10/05/2025 arretsurinfo.ch  4min #277449

«Nous avons cédé... sous la pression des grandes banques»

Par  Christoph Pfluger

Christoph Blocher (2003)KEYSTONE, Crédit photo: DR

Interview de l'ancien conseiller fédéral Christoph Blocher* accordé à Christoph Pfluger

Les sanctions contre la Russie et l'importance de la neutralité dans la guerre économique

Christoph Pfluger: La neutralité est avant tout comprise dans un sens militaire, mais elle comporte également, comme on le voit à présent, une dimension économique. Qu'en pensez-vous?

Christoph Blocher: Je viens seulement de réaliser à quel point il est important pour nos clients internationaux que nous livrions depuis un pays neutre. Ils disent: chez vous, nous étions jusqu'à présent sûrs que vous n'étiez pas du côté des Etats-Unis, ni du côté des Russes ou des Chinois, mais que vous étiez strictement neutres, armés et opposés à toute mesure de combat non militaire. Ce dernier point est particulièrement important.

Il faut comprendre que les Etats-Unis ne mènent plus la guerre avec leur armée, mais avec des mesures non militaires, notamment des boycotts économiques. A présent, nous avons une guerre entre les Etats-Unis et la Chine. Des droits de douane de 140% signifient qu'il n'est plus possible de livrer. Il est donc important que nous ne prenions pas parti. Les gens craignent les entreprises qui prennent parti. C'est également important pour nous sur le plan économique, en tant que petit Etat. Je suis convaincu que si nous abandonnons notre neutralité traditionnelle, nous ne serons plus personne dans le monde et nous ne présenterons plus aucun intérêt.

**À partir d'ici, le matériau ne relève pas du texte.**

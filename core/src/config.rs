//! Tunable simulation parameters shared by every peer.

use serde::{Deserialize, Serialize};

use crate::Fixed;

/// Parameters that shape the spatial index, sector layout and agent motion.
///
/// Every peer of a lockstep session must run with an identical configuration.
#[derive(Clone, Debug, PartialEq, Eq, Serialize, Deserialize)]
#[serde(default, deny_unknown_fields)]
pub struct SimulationConfig {
    /// Contents a spatial index node holds before it subdivides.
    pub node_capacity: usize,
    /// Smallest side length, in cells, a spatial index node may be split into.
    pub min_node_size: u32,
    /// Side length, in cells, of the square sectors tiling the grid.
    pub sector_size: u32,
    /// Radius, in cells, around an agent within which neighbours are observed.
    pub sight_radius: u32,
    /// Number of discrete speed levels above rest.
    pub max_speed_level: u8,
    /// Sub-cell positions per cell; one speed level moves one step per tick.
    pub steps_per_cell: u32,
    /// Ticks an agent may go without reaching a waypoint, on top of the
    /// `steps_per_cell` ticks a cell takes at the lowest speed, before it
    /// replans around agents at rest.
    pub stall_ticks_before_replan: u32,
}

impl Default for SimulationConfig {
    fn default() -> Self {
        Self {
            node_capacity: 8,
            min_node_size: 2,
            sector_size: 8,
            sight_radius: 4,
            max_speed_level: 4,
            steps_per_cell: 4,
            stall_ticks_before_replan: 6,
        }
    }
}

impl SimulationConfig {
    /// Checks every parameter, failing on the first invalid one.
    pub fn validate(&self) -> Result<(), ConfigError> {
        if self.node_capacity == 0 {
            return Err(ConfigError::NodeCapacity);
        }
        if self.min_node_size == 0 {
            return Err(ConfigError::MinNodeSize);
        }
        if self.sector_size == 0 {
            return Err(ConfigError::SectorSize);
        }
        if self.sight_radius == 0 {
            return Err(ConfigError::SightRadius);
        }
        if self.max_speed_level == 0 {
            return Err(ConfigError::MaxSpeedLevel);
        }
        if !self.steps_per_cell.is_power_of_two() || self.steps_per_cell > 256 {
            return Err(ConfigError::StepsPerCell(self.steps_per_cell));
        }
        Ok(())
    }

    /// Distance, in cells, covered per tick by one speed level.
    #[must_use]
    pub fn speed_step(&self) -> Fixed {
        Fixed::ONE / Fixed::from_num(self.steps_per_cell)
    }
}

/// Reasons a [`SimulationConfig`] may be rejected.
#[derive(Clone, Copy, Debug, PartialEq, Eq, thiserror::Error)]
pub enum ConfigError {
    /// Spatial index nodes must hold at least one content.
    #[error("node_capacity must be positive")]
    NodeCapacity,
    /// Spatial index nodes must be at least one cell wide.
    #[error("min_node_size must be positive")]
    MinNodeSize,
    /// Sectors must be at least one cell wide.
    #[error("sector_size must be positive")]
    SectorSize,
    /// Agents must observe at least their immediate neighbourhood.
    #[error("sight_radius must be positive")]
    SightRadius,
    /// Agents need at least one speed level to move.
    #[error("max_speed_level must be positive")]
    MaxSpeedLevel,
    /// Steps must divide a cell exactly in fixed point.
    #[error("steps_per_cell must be a power of two no greater than 256, got {0}")]
    StepsPerCell(u32),
}
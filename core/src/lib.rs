#![deny(
    unsafe_code,
    missing_docs,
    dead_code,
    unused_results,
    non_snake_case,
    unreachable_pub
)]

//! Core contracts shared across the gridwalk engine.
//!
//! This crate defines the message surface that connects adapters, the
//! authoritative world, and pure systems. Adapters submit [`Command`] values
//! describing desired mutations, the world executes those commands via its
//! `apply` entry point, and then broadcasts [`Event`] values describing what
//! happened. Every quantity that influences agent positions is expressed with
//! the fixed-point types from [`math`] so that lockstep peers compute
//! bit-identical results.

pub mod config;
pub mod math;

use serde::{Deserialize, Serialize};

pub use config::{ConfigError, SimulationConfig};
pub use math::{Aabb, Fixed, FixedVec2};

/// Integer path cost accumulated by graph searches.
pub type Cost = u32;

/// Cost of a single orthogonal step between adjacent cells.
pub const ORTHOGONAL_COST: Cost = 70;

/// Cost of a single diagonal step between adjacent cells.
///
/// `99 / 70` approximates the square root of two to four decimal places and is
/// shared by every peer, so path costs never depend on floating point.
pub const DIAGONAL_COST: Cost = 99;

/// Computes the octile distance between two cells using the agreed step costs.
#[must_use]
pub fn octile_cost(from: CellCoord, to: CellCoord) -> Cost {
    let dx = from.column().abs_diff(to.column());
    let dy = from.row().abs_diff(to.row());
    let diagonal = dx.min(dy);
    let straight = dx.max(dy) - diagonal;
    diagonal
        .saturating_mul(DIAGONAL_COST)
        .saturating_add(straight.saturating_mul(ORTHOGONAL_COST))
}

/// Commands that express all permissible world mutations.
#[derive(Clone, Debug, PartialEq, Eq)]
pub enum Command {
    /// Places a new agent whose footprint covers the provided square region.
    PlaceAgent {
        /// Client that owns the agent and receives its notifications.
        client: ClientId,
        /// Footprint occupied by the agent; width and height must match.
        area: CellRect,
    },
    /// Requests that an agent travel to the provided anchor cell.
    MoveAgent {
        /// Identifier of the agent that should move.
        agent: AgentId,
        /// Cell the agent's footprint should end up anchored on.
        target: CellCoord,
    },
    /// Requests that an agent abandon its current route and come to rest.
    StopAgent {
        /// Identifier of the agent that should stop.
        agent: AgentId,
    },
    /// Rewrites the walkability of a rectangular region of the map.
    EditTerrain {
        /// Region whose cells receive the new walkability.
        region: CellRect,
        /// Whether the region becomes walkable.
        walkable: bool,
    },
    /// Advances the simulation by a single tick.
    Tick,
}

/// Events broadcast by the world after processing commands.
#[derive(Clone, Debug, PartialEq, Eq)]
pub enum Event {
    /// Indicates that the simulation clock advanced.
    TimeAdvanced {
        /// Index of the tick that just completed.
        tick: u64,
    },
    /// Confirms that an agent entered the simulation.
    AgentPlaced {
        /// Identifier allocated to the agent.
        agent: AgentId,
        /// Client owning the agent.
        client: ClientId,
        /// Footprint occupied by the agent.
        area: CellRect,
    },
    /// Reports that an agent placement request was rejected.
    PlacementRejected {
        /// Client that requested the placement.
        client: ClientId,
        /// Footprint provided in the request.
        area: CellRect,
        /// Specific reason the placement failed.
        reason: PlacementError,
    },
    /// Announces the outcome of a path search for an agent.
    PathPlanned {
        /// Agent that requested the path.
        agent: AgentId,
        /// Number of steps contained in the planned route.
        steps: usize,
        /// Indicates whether the route ends at the requested target.
        reaches_target: bool,
    },
    /// Confirms that an agent changed position during a tick.
    AgentMoved {
        /// Agent that moved.
        agent: AgentId,
        /// Box minimum corner before the move.
        from: FixedVec2,
        /// Box minimum corner after the move.
        to: FixedVec2,
    },
    /// Confirms that an agent reached the end of its route.
    AgentArrived {
        /// Agent that arrived.
        agent: AgentId,
        /// Anchor cell the agent rests on.
        cell: CellCoord,
    },
    /// Reports that an agent was forced to zero velocity by a collision.
    AgentBlocked {
        /// Agent that was blocked.
        agent: AgentId,
    },
    /// Confirms that an agent stopped on request.
    AgentStopped {
        /// Agent that stopped.
        agent: AgentId,
    },
    /// Confirms that terrain walkability changed.
    TerrainEdited {
        /// Region that was rewritten.
        region: CellRect,
        /// Walkability assigned to the region.
        walkable: bool,
    },
    /// Reports that a command referenced state that does not exist.
    CommandRejected {
        /// Specific reason the command failed.
        reason: CommandError,
    },
}

/// Reasons an agent placement request may be rejected by the world.
#[derive(Clone, Copy, Debug, PartialEq, Eq, Hash, Serialize, Deserialize, thiserror::Error)]
pub enum PlacementError {
    /// The footprint is not a non-empty square.
    #[error("agent footprints must be non-empty squares")]
    InvalidFootprint,
    /// The footprint extends beyond the grid bounds.
    #[error("footprint extends beyond the grid")]
    OutOfBounds,
    /// The footprint overlaps non-walkable terrain.
    #[error("footprint overlaps blocked terrain")]
    Blocked,
    /// The footprint overlaps another agent.
    #[error("footprint overlaps agent {0:?}")]
    Occupied(AgentId),
}

/// Reasons a command may be rejected by the world.
#[derive(Clone, Copy, Debug, PartialEq, Eq, Hash, Serialize, Deserialize, thiserror::Error)]
pub enum CommandError {
    /// No agent with the provided identifier exists.
    #[error("agent {0:?} does not exist")]
    MissingAgent(AgentId),
    /// The requested target lies outside the grid.
    #[error("cell {0:?} lies outside the grid")]
    OutOfBounds(CellCoord),
    /// The requested terrain region extends beyond the grid.
    #[error("region {0:?} extends beyond the grid")]
    RegionOutOfBounds(CellRect),
}

/// Unique identifier assigned to an agent.
#[derive(Clone, Copy, Debug, PartialEq, Eq, Hash, PartialOrd, Ord, Serialize, Deserialize)]
pub struct AgentId(u32);

impl AgentId {
    /// Creates a new agent identifier with the provided numeric value.
    #[must_use]
    pub const fn new(value: u32) -> Self {
        Self(value)
    }

    /// Retrieves the numeric representation of the identifier.
    #[must_use]
    pub const fn get(&self) -> u32 {
        self.0
    }
}

/// Identifier of the external client that owns an agent.
#[derive(Clone, Copy, Debug, PartialEq, Eq, Hash, PartialOrd, Ord, Serialize, Deserialize)]
pub struct ClientId(u32);

impl ClientId {
    /// Creates a new client identifier with the provided numeric value.
    #[must_use]
    pub const fn new(value: u32) -> Self {
        Self(value)
    }

    /// Retrieves the numeric representation of the identifier.
    #[must_use]
    pub const fn get(&self) -> u32 {
        self.0
    }
}

/// Location of a single grid cell expressed as column and row coordinates.
#[derive(Clone, Copy, Debug, PartialEq, Eq, Hash, PartialOrd, Ord, Serialize, Deserialize)]
pub struct CellCoord {
    column: u32,
    row: u32,
}

impl CellCoord {
    /// Creates a new grid cell coordinate.
    #[must_use]
    pub const fn new(column: u32, row: u32) -> Self {
        Self { column, row }
    }

    /// Zero-based column index of the cell.
    #[must_use]
    pub const fn column(&self) -> u32 {
        self.column
    }

    /// Zero-based row index of the cell.
    #[must_use]
    pub const fn row(&self) -> u32 {
        self.row
    }

    /// Computes the Chebyshev distance between two cell coordinates.
    #[must_use]
    pub fn chebyshev_distance(self, other: CellCoord) -> u32 {
        self.column()
            .abs_diff(other.column())
            .max(self.row().abs_diff(other.row()))
    }

    /// Returns the neighbouring cell in the provided direction, if it exists.
    ///
    /// Only underflow is detected; callers bound the upper edge themselves.
    #[must_use]
    pub fn step(self, direction: Direction) -> Option<CellCoord> {
        let (dx, dy) = direction.offset();
        let column = self.column.checked_add_signed(dx)?;
        let row = self.row.checked_add_signed(dy)?;
        Some(CellCoord::new(column, row))
    }
}

/// Axis-aligned rectangle expressed in cell coordinates.
#[derive(Clone, Copy, Debug, PartialEq, Eq, Hash, Serialize, Deserialize)]
pub struct CellRect {
    origin: CellCoord,
    size: CellRectSize,
}

impl CellRect {
    /// Constructs a rectangle from an origin cell and size.
    #[must_use]
    pub const fn from_origin_and_size(origin: CellCoord, size: CellRectSize) -> Self {
        Self { origin, size }
    }

    /// Constructs the square footprint of an agent of `size` anchored at `anchor`.
    ///
    /// Returns `None` when the footprint would extend past the zero edge.
    #[must_use]
    pub fn footprint(anchor: CellCoord, size: u32) -> Option<Self> {
        let back = size.saturating_sub(1) / 2;
        let column = anchor.column().checked_sub(back)?;
        let row = anchor.row().checked_sub(back)?;
        Some(Self::from_origin_and_size(
            CellCoord::new(column, row),
            CellRectSize::new(size, size),
        ))
    }

    /// Upper-left cell that anchors the rectangle.
    #[must_use]
    pub const fn origin(&self) -> CellCoord {
        self.origin
    }

    /// Dimensions of the rectangle measured in whole cells.
    #[must_use]
    pub const fn size(&self) -> CellRectSize {
        self.size
    }

    /// Reports whether the rectangle covers no cells.
    #[must_use]
    pub const fn is_empty(&self) -> bool {
        self.size.width == 0 || self.size.height == 0
    }

    /// Reports whether the rectangle contains the provided cell.
    #[must_use]
    pub fn contains(&self, cell: CellCoord) -> bool {
        cell.column() >= self.origin.column()
            && cell.row() >= self.origin.row()
            && u64::from(cell.column())
                < u64::from(self.origin.column()) + u64::from(self.size.width())
            && u64::from(cell.row()) < u64::from(self.origin.row()) + u64::from(self.size.height())
    }

    /// Iterates the covered cells in row-major order.
    pub fn cells(&self) -> impl Iterator<Item = CellCoord> {
        let origin = self.origin;
        let size = self.size;
        (0..size.height()).flat_map(move |dy| {
            (0..size.width())
                .map(move |dx| CellCoord::new(origin.column() + dx, origin.row() + dy))
        })
    }

    /// Anchor cell of a square footprint, the inverse of [`CellRect::footprint`].
    #[must_use]
    pub fn anchor(&self) -> CellCoord {
        let back = self.size.width().saturating_sub(1) / 2;
        CellCoord::new(self.origin.column() + back, self.origin.row() + back)
    }
}

/// Size of a [`CellRect`] measured in whole cells.
#[derive(Clone, Copy, Debug, PartialEq, Eq, Hash, Serialize, Deserialize)]
pub struct CellRectSize {
    width: u32,
    height: u32,
}

impl CellRectSize {
    /// Creates a new size descriptor with explicit dimensions.
    #[must_use]
    pub const fn new(width: u32, height: u32) -> Self {
        Self { width, height }
    }

    /// Width of the rectangle in cells.
    #[must_use]
    pub const fn width(&self) -> u32 {
        self.width
    }

    /// Height of the rectangle in cells.
    #[must_use]
    pub const fn height(&self) -> u32 {
        self.height
    }
}

/// Eight-way movement directions available to agents.
///
/// Variants are declared clockwise starting at north; that order is the
/// canonical enumeration order used wherever directions compete.
#[derive(Clone, Copy, Debug, PartialEq, Eq, Hash, PartialOrd, Ord, Serialize, Deserialize)]
pub enum Direction {
    /// Movement toward decreasing row indices.
    North,
    /// Movement toward increasing columns and decreasing rows.
    NorthEast,
    /// Movement toward increasing column indices.
    East,
    /// Movement toward increasing columns and rows.
    SouthEast,
    /// Movement toward increasing row indices.
    South,
    /// Movement toward decreasing columns and increasing rows.
    SouthWest,
    /// Movement toward decreasing column indices.
    West,
    /// Movement toward decreasing columns and rows.
    NorthWest,
}

impl Direction {
    /// All directions in canonical order.
    pub const ALL: [Direction; 8] = [
        Direction::North,
        Direction::NorthEast,
        Direction::East,
        Direction::SouthEast,
        Direction::South,
        Direction::SouthWest,
        Direction::West,
        Direction::NorthWest,
    ];

    /// Column and row delta of a single step in this direction.
    #[must_use]
    pub const fn offset(self) -> (i32, i32) {
        match self {
            Self::North => (0, -1),
            Self::NorthEast => (1, -1),
            Self::East => (1, 0),
            Self::SouthEast => (1, 1),
            Self::South => (0, 1),
            Self::SouthWest => (-1, 1),
            Self::West => (-1, 0),
            Self::NorthWest => (-1, -1),
        }
    }

    /// Resolves the direction matching the sign of the provided delta.
    #[must_use]
    pub fn from_offset(dx: i32, dy: i32) -> Option<Self> {
        let key = (dx.signum(), dy.signum());
        Self::ALL
            .into_iter()
            .find(|direction| direction.offset() == key)
    }

    /// Reports whether the direction moves along both axes.
    #[must_use]
    pub const fn is_diagonal(self) -> bool {
        matches!(
            self,
            Self::NorthEast | Self::SouthEast | Self::SouthWest | Self::NorthWest
        )
    }

    /// Direction one eighth of a turn counter-clockwise.
    #[must_use]
    pub const fn turned_left(self) -> Self {
        Self::ALL[(self.index() + 7) % 8]
    }

    /// Direction one eighth of a turn clockwise.
    #[must_use]
    pub const fn turned_right(self) -> Self {
        Self::ALL[(self.index() + 1) % 8]
    }

    /// Position of the direction within [`Direction::ALL`].
    #[must_use]
    pub const fn index(self) -> usize {
        self as usize
    }

    /// Unit vector of the direction under the Chebyshev velocity model.
    #[must_use]
    pub fn unit(self) -> FixedVec2 {
        let (dx, dy) = self.offset();
        FixedVec2::new(Fixed::from_num(dx), Fixed::from_num(dy))
    }
}
use std::process::Command;

fn gridwalk() -> Command {
    let mut command = Command::new(env!("CARGO_BIN_EXE_gridwalk"));
    let _ = command.current_dir(env!("CARGO_MANIFEST_DIR"));
    command
}

#[test]
fn sample_scenario_prints_agents_and_digest() {
    let output = gridwalk()
        .arg("scenarios/crossing.toml")
        .output()
        .expect("failed to invoke the gridwalk binary");

    assert!(output.status.success(), "gridwalk should play the sample scenario");
    let stdout = String::from_utf8(output.stdout).expect("utf-8 output");
    assert!(stdout.lines().any(|line| line == "tick 120"));
    assert_eq!(stdout.lines().filter(|line| line.starts_with("agent ")).count(), 3);
    let digest = stdout
        .lines()
        .find_map(|line| line.strip_prefix("digest "))
        .expect("digest line");
    assert_eq!(digest.len(), 64);
}

#[test]
fn repeated_runs_print_the_same_digest() {
    let run = || {
        let output = gridwalk()
            .arg("scenarios/crossing.toml")
            .output()
            .expect("failed to invoke the gridwalk binary");
        String::from_utf8(output.stdout).expect("utf-8 output")
    };

    assert_eq!(run(), run());
}

#[test]
fn missing_scenario_reports_the_path() {
    let output = gridwalk()
        .arg("scenarios/does-not-exist.toml")
        .output()
        .expect("failed to invoke the gridwalk binary");

    assert!(!output.status.success());
    let stderr = String::from_utf8(output.stderr).expect("utf-8 output");
    assert!(stderr.contains("failed to read scenario scenarios/does-not-exist.toml"));
}
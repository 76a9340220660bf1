//! Glue between world agents and the motion controller.

use gridwalk_core::{Aabb, Fixed, FixedVec2};
use gridwalk_navigation::WalkabilityGrid;
use gridwalk_system_motion::{Actuator, Environment, Obstacle, Velocity};

/// Candidate buffer reused across agents and ticks.
#[derive(Debug, Default)]
pub(crate) struct Selection {
    pub(crate) candidates: Vec<Velocity>,
    pub(crate) selected: Option<usize>,
}

impl Selection {
    pub(crate) fn reset(&mut self) {
        self.candidates.clear();
        self.selected = None;
    }

    pub(crate) fn chosen(&self) -> Option<Velocity> {
        self.selected
            .and_then(|index| self.candidates.get(index).copied())
    }
}

impl Actuator for Selection {
    fn admissible_velocities(&self) -> &[Velocity] {
        &self.candidates
    }

    fn select_new_velocity(&mut self, index: usize) {
        self.selected = Some(index);
    }
}

pub(crate) struct Surroundings<'a> {
    pub(crate) preferred: FixedVec2,
    pub(crate) obstacles: &'a [Obstacle],
    pub(crate) grid: &'a WalkabilityGrid,
}

impl Environment for Surroundings<'_> {
    fn preferred_velocity(&self) -> FixedVec2 {
        self.preferred
    }

    fn obstacles(&self) -> &[Obstacle] {
        self.obstacles
    }

    fn is_terrain_blocked(&self, bounds: &Aabb) -> bool {
        terrain_blocks(self.grid, bounds)
    }
}

/// Reports whether a box touches a blocked cell or extends past the grid.
pub(crate) fn terrain_blocks(grid: &WalkabilityGrid, bounds: &Aabb) -> bool {
    if bounds.min().x < Fixed::ZERO || bounds.min().y < Fixed::ZERO {
        return true;
    }
    !grid.area_walkable(bounds.covered_cells())
}
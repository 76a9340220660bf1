#![deny(
    unsafe_code,
    missing_docs,
    dead_code,
    unused_results,
    non_snake_case,
    unreachable_pub
)]

//! Command-line adapter that plays a gridwalk scenario headless.

mod scenario;

use std::{fs, path::PathBuf};

use anyhow::{Context, Result};
use clap::Parser;
use tracing::info;
use tracing_subscriber::EnvFilter;

use crate::scenario::Scenario;

/// Plays a TOML scenario and prints the final agent states and state digest.
#[derive(Debug, Parser)]
#[command(name = "gridwalk", version, about, long_about = None)]
struct Cli {
    /// Scenario file to play.
    scenario: PathBuf,
    /// Logs at debug level unless `RUST_LOG` says otherwise.
    #[arg(short, long)]
    verbose: bool,
    /// Prints every event produced during the run.
    #[arg(long)]
    events: bool,
}

/// Entry point for the gridwalk command-line interface.
fn main() -> Result<()> {
    let cli = Cli::parse();
    let default_level = if cli.verbose { "debug" } else { "info" };
    tracing_subscriber::fmt()
        .with_env_filter(
            EnvFilter::try_from_default_env().unwrap_or_else(|_| EnvFilter::new(default_level)),
        )
        .with_writer(std::io::stderr)
        .init();

    let text = fs::read_to_string(&cli.scenario)
        .with_context(|| format!("failed to read scenario {}", cli.scenario.display()))?;
    let scenario = Scenario::from_toml(&text)
        .with_context(|| format!("invalid scenario {}", cli.scenario.display()))?;
    info!(
        agents = scenario.agents.len(),
        orders = scenario.orders.len(),
        ticks = scenario.ticks,
        "scenario loaded"
    );

    let report = scenario.run()?;

    if cli.events {
        for event in &report.events {
            println!("{event:?}");
        }
    }
    println!("tick {}", report.ticks);
    for agent in &report.agents {
        let origin = agent.area.origin();
        println!(
            "agent {} client {} size {} at ({}, {}) cell ({}, {}) {:?} speed {} {}",
            agent.id.get(),
            agent.client.get(),
            agent.size,
            agent.position.x,
            agent.position.y,
            origin.column(),
            origin.row(),
            agent.state,
            agent.speed_level,
            match agent.target {
                Some(target) => format!("moving to ({}, {})", target.column(), target.row()),
                None => "at rest".to_owned(),
            },
        );
    }
    println!("digest {}", report.digest_hex());
    Ok(())
}
use std::collections::BTreeMap;

use gridwalk_core::{Aabb, Fixed, FixedVec2};
use gridwalk_spatial::SpatialIndex;
use rand::{Rng, SeedableRng};
use rand_chacha::ChaCha8Rng;

const REGION_CELLS: i32 = 32;

#[test]
fn contents_match_naive_reference_under_random_operations() {
    for seed in [0x5eed_u64, 0xdead_beef, 42, 7_777] {
        run_fuzz(seed, 600);
    }
}

#[test]
fn identical_operation_sequences_build_identical_answers() {
    let first = record_answers(0x1234_5678);
    let second = record_answers(0x1234_5678);
    assert_eq!(first, second, "index answers diverged between replays");
}

fn run_fuzz(seed: u64, operations: usize) {
    let mut rng = ChaCha8Rng::seed_from_u64(seed);
    let mut index = SpatialIndex::new(region(), 3, Fixed::ONE).expect("valid index");
    let mut reference: BTreeMap<u32, Aabb> = BTreeMap::new();

    for _ in 0..operations {
        let key = rng.gen_range(0..24);
        match rng.gen_range(0..3) {
            0 => {
                let bounds = random_box(&mut rng);
                let result = index.attach(key, bounds);
                if reference.contains_key(&key) {
                    assert!(result.is_err(), "double attach of {key} must fail");
                } else {
                    result.expect("attach inside region");
                    let _ = reference.insert(key, bounds);
                }
            }
            1 => {
                let result = index.detach(key);
                match reference.remove(&key) {
                    Some(bounds) => assert_eq!(result, Ok(bounds)),
                    None => assert!(result.is_err(), "detach of unknown {key} must fail"),
                }
            }
            _ => {
                if !reference.contains_key(&key) {
                    continue;
                }
                let bounds = random_box(&mut rng);
                let token = index.begin_move(key).expect("attached content");
                index.end_move(token, bounds).expect("move inside region");
                let _ = reference.insert(key, bounds);
            }
        }

        let query = random_box(&mut rng);
        assert_eq!(
            index.contents_in(&query),
            naive_in(&reference, &query),
            "rectangle query diverged (seed {seed:#x})"
        );

        let point = random_point(&mut rng);
        assert_eq!(
            index.contents_at(point),
            naive_at(&reference, point),
            "point query diverged (seed {seed:#x})"
        );
        assert_eq!(index.len(), reference.len());
    }
}

fn record_answers(seed: u64) -> Vec<Vec<u32>> {
    let mut rng = ChaCha8Rng::seed_from_u64(seed);
    let mut index = SpatialIndex::new(region(), 2, Fixed::ONE).expect("valid index");
    let mut answers = Vec::new();
    for key in 0..40 {
        let bounds = random_box(&mut rng);
        index.attach(key, bounds).expect("attach");
        answers.push(index.contents_in(&random_box(&mut rng)));
    }
    answers.push(vec![u32::try_from(index.node_count()).expect("fits")]);
    answers
}

fn naive_in(reference: &BTreeMap<u32, Aabb>, query: &Aabb) -> Vec<u32> {
    reference
        .iter()
        .filter(|(_, bounds)| bounds.intersects(query))
        .map(|(key, _)| *key)
        .collect()
}

fn naive_at(reference: &BTreeMap<u32, Aabb>, point: FixedVec2) -> Vec<u32> {
    reference
        .iter()
        .filter(|(_, bounds)| bounds.contains_point(point))
        .map(|(key, _)| *key)
        .collect()
}

fn region() -> Aabb {
    Aabb::from_min_size(
        FixedVec2::ZERO,
        Fixed::from_num(REGION_CELLS),
        Fixed::from_num(REGION_CELLS),
    )
    .expect("non-empty region")
}

fn quarters(value: i32) -> Fixed {
    Fixed::from_num(value) / Fixed::from_num(4)
}

fn random_point(rng: &mut ChaCha8Rng) -> FixedVec2 {
    FixedVec2::new(
        quarters(rng.gen_range(0..REGION_CELLS * 4)),
        quarters(rng.gen_range(0..REGION_CELLS * 4)),
    )
}

fn random_box(rng: &mut ChaCha8Rng) -> Aabb {
    let width = rng.gen_range(1..=16);
    let height = rng.gen_range(1..=16);
    let x = rng.gen_range(0..=(REGION_CELLS * 4 - width));
    let y = rng.gen_range(0..=(REGION_CELLS * 4 - height));
    Aabb::from_min_size(
        FixedVec2::new(quarters(x), quarters(y)),
        quarters(width),
        quarters(height),
    )
    .expect("positive size")
}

Christoph Pfluger: Il existe des hypothèses selon lesquelles nous aurions subi des pressions économiques fin février 2022 pour renoncer à notre neutralité. Qu'en savez-vous?

Dr Christoph Blocher: Nous avons pris ces sanctions parce que nous avons cédé à la pression des Etats-Unis, qui nous ont dit que nous devions nous aligner. C'était bien sûr encore le gouvernement Biden. Nous avons basculé en l'espace d'une semaine, sous la pression des grandes banques. Elles nous ont dit que si nous ne participions pas, les Etats-Unis exerceraient une pression sur notre monnaie et nous excluraient du dollar. Les grandes banques auraient tout aussi bien pu dire: «Nous le ferons si les Américains insistent, mais n'impliquez pas l'Etat.» Elles auraient dû dire aux oligarques russes qu'elles ne pouvaient plus faire d'affaires avec eux, sinon elles perdraient les Etats-Unis. Au lieu de cela, elles ont impliqué l'Etat. Maintenant, elles peuvent dire aux oligarques: nous aimerions continuer à faire des affaires avec vous, mais l'Etat nous l'interdit. C'est pourquoi nous ne devons jamais nous laisser mettre sous pression. C'est pourquoi l'initiative sur la neutralité est nécessaire, pour qu'on ne puisse plus faire n'importe quoi.

Christoph Pfluger: Selon une étude de l'EPFZ réalisée en 2023, 55% des électeurs sont favorables à un rapprochement avec l'OTAN. Si le vote concernant l'initiative sur la neutralité devient une question de rapprochement, le vote sera perdu. Qu'en pensez-vous?

Dr Christoph Blocher: Nous devons dévoiler ce que signifie le rapprochement. Je n'ai rien contre le fait de nous rapprocher de quoi que ce soit. On pourrait se rapprocher des Etats-Unis, de la Chine, ou même de l'OTAN. Mais nous ne devons pas nous lier. C'est pourquoi ils utilisent ces mots. Ils savent bien pourquoi ils ne parlent pas d'un accord-cadre dans lequel l'UE dicterait alors la marche à suivre. Ils préfèrent demander: voulez-vous aussi avoir des relations stables avec l'UE? Je serais moi-même pour. Ce sont là des choses dangereuses. Et en matière de neutralité, cela devient très dangereux. Ils disent certes que nous resterons neutres, mais que devrons faire preuve de souplesse. C'est dangereux.

 Christoph Pfluger

Christoph Pfluger, journaliste et éditeur du magazine «Zeitpunkt» depuis 1992. Membre du comité directeur et porte-parole de l'association «Bewegung für Neutralität» ( bene.swiss).

*Christoph Blocher, né en 1940, docteur en droit, entrepreneur, membre du Conseil national de 1979 à 2003, élu au Conseil fédéral le 10 décembre 2003, chef du Département fédéral de justice et police (DFJP) de 2004 à 2007.